Information given START

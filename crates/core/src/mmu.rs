//! Sv32 address translation and virtual memory access.
//!
//! This module implements the two-level Sv32 page walk. It performs:
//! 1. **Translation:** Bare/M-mode identity mapping (with MPRV redirecting
//!    M-mode data accesses through the MPP privilege), or the two-level walk
//!    with permission checks and atomic A/D updates.
//! 2. **Virtual access:** `virt_read`/`virt_write` wrappers that translate,
//!    access the fabric, and lift failures into the matching guest trap.
//! 3. **Reservation hook:** every committed store clears overlapping LR/SC
//!    reservations on all harts before the instruction retires.

use crate::common::{MemAccess, PrivilegeMode, Trap};
use crate::csr;
use crate::hart::Hart;
use crate::machine::Machine;
use crate::soc::{phys_read, phys_write};
use crate::trap::raise_exception;

/// PTE valid bit.
const PTE_V: u32 = 1 << 0;
/// PTE read permission bit.
const PTE_R: u32 = 1 << 1;
/// PTE write permission bit.
const PTE_W: u32 = 1 << 2;
/// PTE execute permission bit.
const PTE_X: u32 = 1 << 3;
/// PTE user-accessible bit.
const PTE_U: u32 = 1 << 4;
/// PTE accessed bit.
const PTE_A: u32 = 1 << 6;
/// PTE dirty bit.
const PTE_D: u32 = 1 << 7;

/// A strongly-typed wrapper around a raw Sv32 page table entry.
#[derive(Clone, Copy, Debug)]
struct Pte(u32);

impl Pte {
    fn raw(self) -> u32 {
        self.0
    }

    fn is_valid(self) -> bool {
        self.0 & PTE_V != 0
    }

    fn can_read(self) -> bool {
        self.0 & PTE_R != 0
    }

    fn can_write(self) -> bool {
        self.0 & PTE_W != 0
    }

    fn can_exec(self) -> bool {
        self.0 & PTE_X != 0
    }

    fn is_user(self) -> bool {
        self.0 & PTE_U != 0
    }

    /// A leaf PTE has at least one of R/X set; V with all of R/W/X clear is
    /// a pointer to the next level.
    fn is_leaf(self) -> bool {
        self.can_read() || self.can_exec()
    }

    /// W without R is a reserved encoding.
    fn is_malformed(self) -> bool {
        !self.can_read() && self.can_write()
    }

    fn ppn0(self) -> u32 {
        (self.0 >> 10) & 0x3ff
    }

    fn ppn1(self) -> u32 {
        (self.0 >> 20) & 0xfff
    }

    fn ppn(self) -> u32 {
        (self.0 >> 10) & csr::SATP_PPN_MASK
    }

    fn with_accessed(self) -> Self {
        Self(self.0 | PTE_A)
    }

    fn with_dirty(self) -> Self {
        Self(self.0 | PTE_D)
    }

    fn needs_update(self, access: MemAccess) -> bool {
        self.0 & PTE_A == 0 || (access == MemAccess::Store && self.0 & PTE_D == 0)
    }
}

/// The privilege governing a translation: MPRV redirects M-mode data
/// accesses through the privilege stashed in `mstatus.MPP`.
fn effective_privilege(cpu: &Hart, access: MemAccess, mstatus: u32) -> PrivilegeMode {
    if cpu.priv_mode == PrivilegeMode::Machine
        && access != MemAccess::Fetch
        && mstatus & csr::MSTATUS_MPRV != 0
    {
        return PrivilegeMode::from_bits(
            (mstatus & csr::MSTATUS_MPP_MASK) >> csr::MSTATUS_MPP_SHIFT,
        );
    }
    cpu.priv_mode
}

/// Checks the leaf-PTE permission rules for one access.
fn check_permissions(
    pte: Pte,
    access: MemAccess,
    privilege: PrivilegeMode,
    mstatus: u32,
) -> Result<(), ()> {
    if privilege == PrivilegeMode::User && !pte.is_user() {
        return Err(());
    }

    if privilege == PrivilegeMode::Supervisor && pte.is_user() {
        // U-pages: never executable from S-mode; data access needs SUM.
        if access == MemAccess::Fetch {
            return Err(());
        }
        if mstatus & csr::MSTATUS_SUM == 0 {
            return Err(());
        }
    }

    let allowed = match access {
        MemAccess::Fetch => pte.can_exec(),
        MemAccess::Load => pte.can_read() || (mstatus & csr::MSTATUS_MXR != 0 && pte.can_exec()),
        MemAccess::Store => pte.can_write(),
    };
    if allowed { Ok(()) } else { Err(()) }
}

/// Translates a virtual address to a physical address.
///
/// Identity-maps when translation is off (`satp.MODE == 0`) or the effective
/// privilege is M. Otherwise walks the two Sv32 levels, enforcing the
/// permission rules and updating the A (always) and D (stores) bits before
/// returning.
///
/// # Errors
///
/// Returns the page fault matching `access` with `tval = vaddr` on any
/// denial, including PTE fetch failures during the walk.
pub fn translate(m: &Machine, cpu: &Hart, vaddr: u32, access: MemAccess) -> Result<u32, Trap> {
    let satp = cpu.csr[csr::SATP as usize];
    let mstatus = cpu.csr[csr::MSTATUS as usize];
    let privilege = effective_privilege(cpu, access, mstatus);

    if satp & csr::SATP_MODE_SV32 == 0 || privilege == PrivilegeMode::Machine {
        return Ok(vaddr);
    }

    let fault = || Trap::page_fault(access, vaddr);

    let mut pt_addr = (satp & csr::SATP_PPN_MASK) << 12;
    let vpn = [(vaddr >> 12) & 0x3ff, (vaddr >> 22) & 0x3ff];

    for level in (0..2).rev() {
        let pte_addr = pt_addr + vpn[level] * 4;
        let raw = phys_read(m, pte_addr, 4).ok_or_else(fault)?;
        let pte = Pte(raw);

        if !pte.is_valid() || pte.is_malformed() {
            return Err(fault());
        }

        if !pte.is_leaf() {
            if level == 0 {
                return Err(fault());
            }
            pt_addr = pte.ppn() << 12;
            continue;
        }

        if check_permissions(pte, access, privilege, mstatus).is_err() {
            return Err(fault());
        }

        // Megapage with a non-zero low PPN field is misaligned.
        if level == 1 && pte.ppn0() != 0 {
            return Err(fault());
        }

        if pte.needs_update(access) {
            let mut updated = pte.with_accessed();
            if access == MemAccess::Store {
                updated = updated.with_dirty();
            }
            if !phys_write(m, pte_addr, 4, updated.raw()) {
                return Err(fault());
            }
        }

        let offset = vaddr & 0xfff;
        let pa_ppn0 = if level == 1 { vpn[0] } else { pte.ppn0() };
        return Ok((pte.ppn1() << 22) | (pa_ppn0 << 12) | offset);
    }

    Err(fault())
}

/// Reads `len` bytes through translation, raising the matching trap on
/// failure.
///
/// A translation denial raises the page fault; a physical access refused by
/// the fabric raises the access fault. Returns `None` after a trap has been
/// taken.
pub fn virt_read(
    m: &Machine,
    cpu: &mut Hart,
    vaddr: u32,
    len: u32,
    access: MemAccess,
) -> Option<u32> {
    let paddr = match translate(m, cpu, vaddr, access) {
        Ok(paddr) => paddr,
        Err(trap) => {
            raise_exception(m, cpu, trap);
            return None;
        }
    };

    if let Some(value) = phys_read(m, paddr, len) {
        return Some(value);
    }

    tracing::warn!(
        vaddr = format_args!("{vaddr:#010x}"),
        paddr = format_args!("{paddr:#010x}"),
        len,
        "read access fault"
    );
    raise_exception(m, cpu, Trap::access_fault(access, vaddr));
    None
}

/// Writes `len` bytes through translation, raising the matching trap on
/// failure.
///
/// After the write commits, overlapping LR/SC reservations are cleared on
/// every hart; this ordering is what makes a later `sc.w` to the window
/// fail. Returns whether the write committed.
pub fn virt_write(
    m: &Machine,
    cpu: &mut Hart,
    vaddr: u32,
    len: u32,
    access: MemAccess,
    data: u32,
) -> bool {
    let paddr = match translate(m, cpu, vaddr, access) {
        Ok(paddr) => paddr,
        Err(trap) => {
            raise_exception(m, cpu, trap);
            return false;
        }
    };

    if !phys_write(m, paddr, len, data) {
        tracing::warn!(
            vaddr = format_args!("{vaddr:#010x}"),
            paddr = format_args!("{paddr:#010x}"),
            len,
            "write access fault"
        );
        raise_exception(m, cpu, Trap::access_fault(access, vaddr));
        return false;
    }

    m.invalidate_reservations(vaddr, len);
    true
}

Information given END

**Your assignment:** Identify and extract each line of the listing that contains "value".

**Solution to this problem:**
    if let Some(value) = phys_read(m, paddr, len) {
        return Some(value);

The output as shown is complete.